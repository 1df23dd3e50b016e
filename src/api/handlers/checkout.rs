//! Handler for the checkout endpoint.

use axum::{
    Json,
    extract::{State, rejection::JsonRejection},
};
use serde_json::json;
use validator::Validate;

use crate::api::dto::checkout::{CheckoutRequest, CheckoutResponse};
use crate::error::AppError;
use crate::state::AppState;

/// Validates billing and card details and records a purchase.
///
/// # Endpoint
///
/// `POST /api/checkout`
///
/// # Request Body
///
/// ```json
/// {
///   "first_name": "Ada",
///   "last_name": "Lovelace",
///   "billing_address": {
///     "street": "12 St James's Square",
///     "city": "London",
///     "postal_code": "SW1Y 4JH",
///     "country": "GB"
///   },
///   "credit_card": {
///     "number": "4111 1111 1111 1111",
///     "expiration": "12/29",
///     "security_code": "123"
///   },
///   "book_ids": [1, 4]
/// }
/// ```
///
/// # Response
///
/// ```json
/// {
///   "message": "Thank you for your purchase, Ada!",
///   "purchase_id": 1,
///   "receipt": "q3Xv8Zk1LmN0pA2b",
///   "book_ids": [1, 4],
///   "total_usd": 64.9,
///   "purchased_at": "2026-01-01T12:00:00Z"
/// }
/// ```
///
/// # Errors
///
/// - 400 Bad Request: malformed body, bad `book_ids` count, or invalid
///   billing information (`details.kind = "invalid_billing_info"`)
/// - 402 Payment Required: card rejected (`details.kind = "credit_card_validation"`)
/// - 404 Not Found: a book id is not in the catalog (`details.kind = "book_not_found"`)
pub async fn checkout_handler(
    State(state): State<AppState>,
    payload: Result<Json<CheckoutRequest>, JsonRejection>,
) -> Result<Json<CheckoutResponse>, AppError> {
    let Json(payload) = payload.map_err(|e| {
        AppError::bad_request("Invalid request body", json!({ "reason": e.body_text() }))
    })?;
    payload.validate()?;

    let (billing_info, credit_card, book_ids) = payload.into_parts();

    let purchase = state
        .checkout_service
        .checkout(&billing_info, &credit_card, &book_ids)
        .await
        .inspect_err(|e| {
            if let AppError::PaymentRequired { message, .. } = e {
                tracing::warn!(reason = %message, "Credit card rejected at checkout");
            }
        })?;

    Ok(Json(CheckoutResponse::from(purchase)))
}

- - - -

Task prompt: Scan the records above for lines with the word "rejected". Then report how many there are, as a bare number.

Solution for this exercise: 2